* YOUR INSTRUCTIONS
If a line in the records below contains "LevelFilter", copy that line.

* THE DATA

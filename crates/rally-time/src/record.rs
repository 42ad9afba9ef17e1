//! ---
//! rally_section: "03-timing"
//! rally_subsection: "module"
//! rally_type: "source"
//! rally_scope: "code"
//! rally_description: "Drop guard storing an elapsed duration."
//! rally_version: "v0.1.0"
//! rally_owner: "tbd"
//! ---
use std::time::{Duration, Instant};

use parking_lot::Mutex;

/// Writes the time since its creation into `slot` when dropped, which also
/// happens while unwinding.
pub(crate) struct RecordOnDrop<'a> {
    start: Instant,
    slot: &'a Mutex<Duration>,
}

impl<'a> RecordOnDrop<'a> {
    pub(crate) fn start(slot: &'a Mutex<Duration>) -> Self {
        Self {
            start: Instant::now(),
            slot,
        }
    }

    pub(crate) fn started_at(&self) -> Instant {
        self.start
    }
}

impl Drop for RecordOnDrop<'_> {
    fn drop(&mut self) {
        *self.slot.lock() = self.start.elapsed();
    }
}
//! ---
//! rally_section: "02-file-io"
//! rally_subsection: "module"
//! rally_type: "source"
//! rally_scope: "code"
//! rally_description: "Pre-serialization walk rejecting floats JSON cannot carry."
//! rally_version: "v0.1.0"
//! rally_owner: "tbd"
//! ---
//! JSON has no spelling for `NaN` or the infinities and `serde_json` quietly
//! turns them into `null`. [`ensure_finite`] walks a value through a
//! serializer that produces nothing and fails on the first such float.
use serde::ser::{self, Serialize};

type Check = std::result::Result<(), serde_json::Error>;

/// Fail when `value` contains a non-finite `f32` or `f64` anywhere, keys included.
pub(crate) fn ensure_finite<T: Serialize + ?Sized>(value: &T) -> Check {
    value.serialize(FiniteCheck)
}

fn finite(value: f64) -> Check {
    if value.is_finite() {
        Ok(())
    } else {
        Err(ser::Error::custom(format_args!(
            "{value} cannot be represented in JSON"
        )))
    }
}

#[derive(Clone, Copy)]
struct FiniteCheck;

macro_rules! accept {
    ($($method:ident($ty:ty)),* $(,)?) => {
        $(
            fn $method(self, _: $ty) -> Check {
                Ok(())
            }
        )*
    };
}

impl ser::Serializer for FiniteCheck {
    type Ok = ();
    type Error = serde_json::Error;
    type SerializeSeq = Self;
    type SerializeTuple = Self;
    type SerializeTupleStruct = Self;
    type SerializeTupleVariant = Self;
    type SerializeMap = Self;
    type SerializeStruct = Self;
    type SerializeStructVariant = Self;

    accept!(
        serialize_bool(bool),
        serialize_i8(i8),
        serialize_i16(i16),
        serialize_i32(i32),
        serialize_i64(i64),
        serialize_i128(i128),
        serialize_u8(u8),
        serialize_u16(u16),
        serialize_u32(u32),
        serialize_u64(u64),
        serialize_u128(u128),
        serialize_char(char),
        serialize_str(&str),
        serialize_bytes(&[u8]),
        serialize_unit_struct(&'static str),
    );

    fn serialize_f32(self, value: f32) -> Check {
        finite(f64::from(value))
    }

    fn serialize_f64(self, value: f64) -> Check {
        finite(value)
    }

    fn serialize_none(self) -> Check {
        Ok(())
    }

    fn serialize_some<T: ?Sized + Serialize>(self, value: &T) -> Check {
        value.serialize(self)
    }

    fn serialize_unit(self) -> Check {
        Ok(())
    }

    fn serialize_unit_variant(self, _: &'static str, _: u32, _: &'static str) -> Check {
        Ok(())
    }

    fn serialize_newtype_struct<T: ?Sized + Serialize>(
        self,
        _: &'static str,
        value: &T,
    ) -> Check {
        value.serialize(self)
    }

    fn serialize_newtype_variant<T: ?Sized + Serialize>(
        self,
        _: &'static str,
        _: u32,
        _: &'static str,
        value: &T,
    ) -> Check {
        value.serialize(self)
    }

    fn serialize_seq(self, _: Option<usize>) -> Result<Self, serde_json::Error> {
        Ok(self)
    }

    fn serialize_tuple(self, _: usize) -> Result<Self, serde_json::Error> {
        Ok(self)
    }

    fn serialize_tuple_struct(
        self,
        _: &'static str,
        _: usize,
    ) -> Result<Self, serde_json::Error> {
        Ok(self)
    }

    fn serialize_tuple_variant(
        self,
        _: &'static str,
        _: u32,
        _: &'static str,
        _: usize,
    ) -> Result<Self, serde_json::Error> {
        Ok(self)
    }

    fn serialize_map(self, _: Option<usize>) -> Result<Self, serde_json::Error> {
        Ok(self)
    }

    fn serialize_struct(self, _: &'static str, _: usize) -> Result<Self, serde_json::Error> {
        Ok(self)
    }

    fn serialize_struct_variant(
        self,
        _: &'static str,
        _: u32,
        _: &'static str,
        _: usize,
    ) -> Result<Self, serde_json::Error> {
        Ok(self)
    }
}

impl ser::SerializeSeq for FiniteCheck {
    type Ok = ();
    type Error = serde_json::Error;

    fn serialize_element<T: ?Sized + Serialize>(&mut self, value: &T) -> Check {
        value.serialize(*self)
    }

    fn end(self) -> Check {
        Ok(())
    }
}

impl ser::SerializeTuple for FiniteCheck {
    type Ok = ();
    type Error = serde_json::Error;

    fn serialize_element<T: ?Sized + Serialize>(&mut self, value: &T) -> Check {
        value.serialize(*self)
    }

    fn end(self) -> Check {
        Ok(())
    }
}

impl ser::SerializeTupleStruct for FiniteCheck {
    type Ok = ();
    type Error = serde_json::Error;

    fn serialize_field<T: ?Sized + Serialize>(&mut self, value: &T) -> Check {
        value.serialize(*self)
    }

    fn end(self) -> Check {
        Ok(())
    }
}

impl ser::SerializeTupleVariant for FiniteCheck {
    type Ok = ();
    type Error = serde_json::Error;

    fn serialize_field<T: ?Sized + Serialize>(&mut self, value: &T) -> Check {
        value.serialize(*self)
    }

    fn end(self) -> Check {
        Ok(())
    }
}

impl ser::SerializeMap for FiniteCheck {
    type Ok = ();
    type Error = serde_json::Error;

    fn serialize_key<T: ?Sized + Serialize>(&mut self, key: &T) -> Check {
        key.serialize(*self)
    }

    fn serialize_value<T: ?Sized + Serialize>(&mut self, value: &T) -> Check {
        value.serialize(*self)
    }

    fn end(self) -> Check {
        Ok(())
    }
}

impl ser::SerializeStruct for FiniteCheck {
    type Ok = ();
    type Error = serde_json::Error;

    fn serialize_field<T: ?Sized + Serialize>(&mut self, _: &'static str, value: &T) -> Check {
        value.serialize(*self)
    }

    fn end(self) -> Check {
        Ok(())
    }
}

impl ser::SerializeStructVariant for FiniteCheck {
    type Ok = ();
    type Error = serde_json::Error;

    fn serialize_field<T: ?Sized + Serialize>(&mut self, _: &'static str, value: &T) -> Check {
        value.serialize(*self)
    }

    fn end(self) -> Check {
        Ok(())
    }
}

--

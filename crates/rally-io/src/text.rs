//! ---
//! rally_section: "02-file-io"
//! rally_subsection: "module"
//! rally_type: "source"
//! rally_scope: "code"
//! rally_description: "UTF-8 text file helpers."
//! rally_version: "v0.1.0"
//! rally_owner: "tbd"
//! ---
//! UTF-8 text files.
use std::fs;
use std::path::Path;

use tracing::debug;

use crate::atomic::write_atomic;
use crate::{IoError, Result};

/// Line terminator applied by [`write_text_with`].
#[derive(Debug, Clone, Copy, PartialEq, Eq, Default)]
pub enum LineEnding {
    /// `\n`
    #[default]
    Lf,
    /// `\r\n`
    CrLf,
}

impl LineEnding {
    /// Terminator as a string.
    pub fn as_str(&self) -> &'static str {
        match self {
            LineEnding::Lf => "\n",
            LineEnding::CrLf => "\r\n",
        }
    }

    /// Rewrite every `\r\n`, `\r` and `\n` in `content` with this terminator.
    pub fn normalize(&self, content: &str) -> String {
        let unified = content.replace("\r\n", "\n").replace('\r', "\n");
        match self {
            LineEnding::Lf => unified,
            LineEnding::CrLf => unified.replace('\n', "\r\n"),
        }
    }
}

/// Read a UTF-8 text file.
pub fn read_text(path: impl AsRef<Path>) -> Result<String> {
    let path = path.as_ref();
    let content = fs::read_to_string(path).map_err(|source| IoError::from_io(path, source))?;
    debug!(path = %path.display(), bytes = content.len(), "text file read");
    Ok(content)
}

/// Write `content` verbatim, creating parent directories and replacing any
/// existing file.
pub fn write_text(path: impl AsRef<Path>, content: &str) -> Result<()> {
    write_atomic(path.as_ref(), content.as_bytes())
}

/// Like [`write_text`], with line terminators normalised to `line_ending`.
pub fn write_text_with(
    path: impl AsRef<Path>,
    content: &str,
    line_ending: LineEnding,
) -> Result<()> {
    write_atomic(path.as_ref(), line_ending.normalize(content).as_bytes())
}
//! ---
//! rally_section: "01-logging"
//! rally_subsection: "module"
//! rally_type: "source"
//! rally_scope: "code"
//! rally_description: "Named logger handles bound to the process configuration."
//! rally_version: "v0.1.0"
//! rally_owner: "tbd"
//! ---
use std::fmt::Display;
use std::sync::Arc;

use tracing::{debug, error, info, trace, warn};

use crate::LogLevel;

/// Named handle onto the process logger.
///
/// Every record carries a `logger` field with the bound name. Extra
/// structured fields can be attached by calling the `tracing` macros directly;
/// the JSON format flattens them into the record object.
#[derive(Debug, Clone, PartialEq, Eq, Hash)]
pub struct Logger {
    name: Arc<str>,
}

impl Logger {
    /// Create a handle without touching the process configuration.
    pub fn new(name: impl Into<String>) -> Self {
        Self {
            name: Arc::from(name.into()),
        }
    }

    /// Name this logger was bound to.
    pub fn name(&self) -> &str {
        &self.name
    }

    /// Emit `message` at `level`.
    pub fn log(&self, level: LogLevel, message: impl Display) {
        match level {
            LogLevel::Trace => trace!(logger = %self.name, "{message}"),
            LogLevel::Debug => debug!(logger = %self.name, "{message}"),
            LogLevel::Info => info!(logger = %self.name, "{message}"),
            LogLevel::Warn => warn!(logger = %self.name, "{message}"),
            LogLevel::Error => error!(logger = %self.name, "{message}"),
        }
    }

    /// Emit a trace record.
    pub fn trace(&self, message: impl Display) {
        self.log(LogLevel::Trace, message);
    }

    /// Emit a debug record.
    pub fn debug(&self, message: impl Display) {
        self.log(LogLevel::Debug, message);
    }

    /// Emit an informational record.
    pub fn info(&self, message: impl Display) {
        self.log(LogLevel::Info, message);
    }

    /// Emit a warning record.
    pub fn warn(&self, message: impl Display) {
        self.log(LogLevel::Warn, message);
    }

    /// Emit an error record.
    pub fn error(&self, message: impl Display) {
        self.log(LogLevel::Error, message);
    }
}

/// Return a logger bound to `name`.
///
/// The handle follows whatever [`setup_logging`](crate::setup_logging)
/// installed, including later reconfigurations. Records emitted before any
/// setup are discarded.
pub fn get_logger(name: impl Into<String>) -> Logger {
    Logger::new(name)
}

...

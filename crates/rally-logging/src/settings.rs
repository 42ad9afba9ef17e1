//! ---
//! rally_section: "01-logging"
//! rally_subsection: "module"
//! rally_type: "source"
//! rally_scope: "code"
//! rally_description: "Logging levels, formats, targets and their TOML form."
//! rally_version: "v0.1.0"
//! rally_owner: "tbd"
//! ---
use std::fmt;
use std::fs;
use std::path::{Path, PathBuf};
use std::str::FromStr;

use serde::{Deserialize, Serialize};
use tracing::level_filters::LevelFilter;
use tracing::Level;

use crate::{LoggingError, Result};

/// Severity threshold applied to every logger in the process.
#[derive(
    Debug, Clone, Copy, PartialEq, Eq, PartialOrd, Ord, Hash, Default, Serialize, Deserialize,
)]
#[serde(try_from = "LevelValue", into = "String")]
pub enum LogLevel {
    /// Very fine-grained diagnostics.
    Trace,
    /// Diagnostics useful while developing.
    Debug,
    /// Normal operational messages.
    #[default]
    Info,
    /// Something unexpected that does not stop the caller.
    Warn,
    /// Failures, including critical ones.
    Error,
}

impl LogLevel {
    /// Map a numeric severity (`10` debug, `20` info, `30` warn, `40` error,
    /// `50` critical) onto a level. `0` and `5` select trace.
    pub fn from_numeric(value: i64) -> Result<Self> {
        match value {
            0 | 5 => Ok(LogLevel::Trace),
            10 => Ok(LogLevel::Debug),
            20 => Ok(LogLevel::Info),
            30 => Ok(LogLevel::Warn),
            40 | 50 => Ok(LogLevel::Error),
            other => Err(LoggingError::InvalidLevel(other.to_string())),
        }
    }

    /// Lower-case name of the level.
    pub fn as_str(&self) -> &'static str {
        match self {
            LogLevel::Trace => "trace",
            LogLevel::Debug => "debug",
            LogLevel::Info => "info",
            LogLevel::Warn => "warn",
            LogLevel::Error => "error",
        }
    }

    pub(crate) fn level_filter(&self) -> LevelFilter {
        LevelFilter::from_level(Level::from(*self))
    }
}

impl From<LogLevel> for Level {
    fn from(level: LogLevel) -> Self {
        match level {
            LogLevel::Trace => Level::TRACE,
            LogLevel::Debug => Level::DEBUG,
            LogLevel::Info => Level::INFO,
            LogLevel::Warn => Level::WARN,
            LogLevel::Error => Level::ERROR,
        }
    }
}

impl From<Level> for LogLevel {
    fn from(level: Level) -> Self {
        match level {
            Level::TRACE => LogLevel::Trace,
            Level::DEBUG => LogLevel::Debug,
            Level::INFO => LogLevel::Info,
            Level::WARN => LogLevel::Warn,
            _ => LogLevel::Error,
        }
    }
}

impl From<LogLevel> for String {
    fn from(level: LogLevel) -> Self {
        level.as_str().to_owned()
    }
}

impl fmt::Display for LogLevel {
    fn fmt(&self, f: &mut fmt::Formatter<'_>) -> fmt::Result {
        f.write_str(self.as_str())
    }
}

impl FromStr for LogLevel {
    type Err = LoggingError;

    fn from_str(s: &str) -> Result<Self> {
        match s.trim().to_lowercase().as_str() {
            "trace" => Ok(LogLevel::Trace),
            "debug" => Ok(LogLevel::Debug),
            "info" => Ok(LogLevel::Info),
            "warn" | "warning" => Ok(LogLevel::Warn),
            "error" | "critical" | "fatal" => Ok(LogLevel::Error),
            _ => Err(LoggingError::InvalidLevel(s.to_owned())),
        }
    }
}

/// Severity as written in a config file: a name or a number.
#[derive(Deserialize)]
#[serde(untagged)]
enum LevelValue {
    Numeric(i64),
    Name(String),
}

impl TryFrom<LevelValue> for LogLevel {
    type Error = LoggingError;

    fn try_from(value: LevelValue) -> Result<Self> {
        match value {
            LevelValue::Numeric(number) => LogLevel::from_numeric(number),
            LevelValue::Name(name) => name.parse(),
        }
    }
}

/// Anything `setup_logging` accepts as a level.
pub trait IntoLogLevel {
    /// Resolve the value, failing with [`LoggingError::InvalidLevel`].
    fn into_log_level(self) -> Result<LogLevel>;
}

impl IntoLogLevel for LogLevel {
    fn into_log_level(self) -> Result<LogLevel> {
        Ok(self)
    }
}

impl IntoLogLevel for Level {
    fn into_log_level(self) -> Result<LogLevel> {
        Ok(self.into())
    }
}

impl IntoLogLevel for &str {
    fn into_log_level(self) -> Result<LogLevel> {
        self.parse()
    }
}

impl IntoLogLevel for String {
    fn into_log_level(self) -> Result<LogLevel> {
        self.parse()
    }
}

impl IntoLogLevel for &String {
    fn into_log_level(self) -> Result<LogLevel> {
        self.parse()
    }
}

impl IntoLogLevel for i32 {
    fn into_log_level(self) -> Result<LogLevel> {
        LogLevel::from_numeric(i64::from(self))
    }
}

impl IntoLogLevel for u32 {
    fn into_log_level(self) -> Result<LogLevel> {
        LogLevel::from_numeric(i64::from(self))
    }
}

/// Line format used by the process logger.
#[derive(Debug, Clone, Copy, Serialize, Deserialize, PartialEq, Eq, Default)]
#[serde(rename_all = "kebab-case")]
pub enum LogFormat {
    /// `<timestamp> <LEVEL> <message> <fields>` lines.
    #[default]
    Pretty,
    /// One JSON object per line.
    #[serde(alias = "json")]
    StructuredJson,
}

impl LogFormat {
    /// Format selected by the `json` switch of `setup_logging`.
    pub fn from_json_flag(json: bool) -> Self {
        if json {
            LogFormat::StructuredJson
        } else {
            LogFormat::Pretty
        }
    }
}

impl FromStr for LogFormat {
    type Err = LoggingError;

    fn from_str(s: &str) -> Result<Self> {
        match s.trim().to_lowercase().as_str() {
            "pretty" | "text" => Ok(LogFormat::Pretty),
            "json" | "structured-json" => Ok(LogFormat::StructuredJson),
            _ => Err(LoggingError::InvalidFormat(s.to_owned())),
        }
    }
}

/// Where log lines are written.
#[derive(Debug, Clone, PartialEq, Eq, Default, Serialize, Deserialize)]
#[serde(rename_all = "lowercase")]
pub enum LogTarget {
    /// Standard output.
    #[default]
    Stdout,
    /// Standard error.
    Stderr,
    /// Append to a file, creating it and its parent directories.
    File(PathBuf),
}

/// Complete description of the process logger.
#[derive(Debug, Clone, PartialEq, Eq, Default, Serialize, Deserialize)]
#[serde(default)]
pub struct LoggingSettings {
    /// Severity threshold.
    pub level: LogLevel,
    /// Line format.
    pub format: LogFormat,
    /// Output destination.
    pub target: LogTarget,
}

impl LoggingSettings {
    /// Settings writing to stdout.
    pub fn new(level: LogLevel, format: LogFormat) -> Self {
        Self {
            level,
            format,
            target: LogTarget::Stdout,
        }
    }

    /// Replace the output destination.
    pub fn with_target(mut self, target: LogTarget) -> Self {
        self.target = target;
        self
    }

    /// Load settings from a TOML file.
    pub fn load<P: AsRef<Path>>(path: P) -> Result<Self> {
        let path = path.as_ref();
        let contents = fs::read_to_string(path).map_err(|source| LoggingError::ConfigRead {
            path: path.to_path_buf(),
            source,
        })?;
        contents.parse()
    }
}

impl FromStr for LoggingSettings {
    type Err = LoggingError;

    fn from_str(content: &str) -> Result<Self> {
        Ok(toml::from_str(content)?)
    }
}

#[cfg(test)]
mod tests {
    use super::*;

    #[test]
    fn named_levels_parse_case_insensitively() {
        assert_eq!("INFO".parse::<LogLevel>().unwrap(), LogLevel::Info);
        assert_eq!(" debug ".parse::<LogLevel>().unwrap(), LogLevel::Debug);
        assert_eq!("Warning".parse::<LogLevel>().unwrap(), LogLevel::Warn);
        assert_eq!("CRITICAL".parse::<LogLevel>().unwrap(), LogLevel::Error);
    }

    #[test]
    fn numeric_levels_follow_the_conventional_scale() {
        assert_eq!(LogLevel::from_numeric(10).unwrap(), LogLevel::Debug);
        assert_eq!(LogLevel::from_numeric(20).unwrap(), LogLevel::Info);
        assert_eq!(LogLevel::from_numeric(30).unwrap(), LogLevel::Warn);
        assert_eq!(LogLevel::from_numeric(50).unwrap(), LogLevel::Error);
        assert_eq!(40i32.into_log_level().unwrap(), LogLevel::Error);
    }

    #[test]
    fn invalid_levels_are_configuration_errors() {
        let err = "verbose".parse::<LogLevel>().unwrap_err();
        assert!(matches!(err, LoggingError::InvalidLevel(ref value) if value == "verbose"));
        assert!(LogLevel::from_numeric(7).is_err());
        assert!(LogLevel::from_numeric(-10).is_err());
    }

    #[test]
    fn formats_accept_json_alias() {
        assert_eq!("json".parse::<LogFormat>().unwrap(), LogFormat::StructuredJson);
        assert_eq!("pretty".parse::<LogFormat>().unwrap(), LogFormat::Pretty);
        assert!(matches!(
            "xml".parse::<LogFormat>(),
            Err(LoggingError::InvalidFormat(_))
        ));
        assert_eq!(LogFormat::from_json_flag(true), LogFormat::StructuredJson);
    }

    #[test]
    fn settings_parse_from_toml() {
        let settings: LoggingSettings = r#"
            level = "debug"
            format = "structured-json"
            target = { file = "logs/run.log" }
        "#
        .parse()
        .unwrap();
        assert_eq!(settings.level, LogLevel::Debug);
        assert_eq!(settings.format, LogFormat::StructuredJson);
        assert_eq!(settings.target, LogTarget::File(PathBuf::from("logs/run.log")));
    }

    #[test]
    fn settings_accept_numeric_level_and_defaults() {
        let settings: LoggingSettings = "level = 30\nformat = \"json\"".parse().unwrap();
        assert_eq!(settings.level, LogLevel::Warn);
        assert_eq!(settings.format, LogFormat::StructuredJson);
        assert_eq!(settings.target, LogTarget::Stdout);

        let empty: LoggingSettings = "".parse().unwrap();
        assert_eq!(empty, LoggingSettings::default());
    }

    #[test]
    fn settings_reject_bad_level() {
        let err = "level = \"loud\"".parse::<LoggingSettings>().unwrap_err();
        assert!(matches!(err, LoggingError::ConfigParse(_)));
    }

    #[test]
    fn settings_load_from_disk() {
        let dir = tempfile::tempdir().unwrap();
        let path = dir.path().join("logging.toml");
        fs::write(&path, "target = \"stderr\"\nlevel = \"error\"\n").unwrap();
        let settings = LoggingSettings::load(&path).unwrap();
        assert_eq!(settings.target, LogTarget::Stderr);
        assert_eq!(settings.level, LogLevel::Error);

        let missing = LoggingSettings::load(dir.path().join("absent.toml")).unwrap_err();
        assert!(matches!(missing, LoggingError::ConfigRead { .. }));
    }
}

* TASK RESPONSE
use tracing::level_filters::LevelFilter;
    pub(crate) fn level_filter(&self) -> LevelFilter {
        LevelFilter::from_level(Level::from(*self))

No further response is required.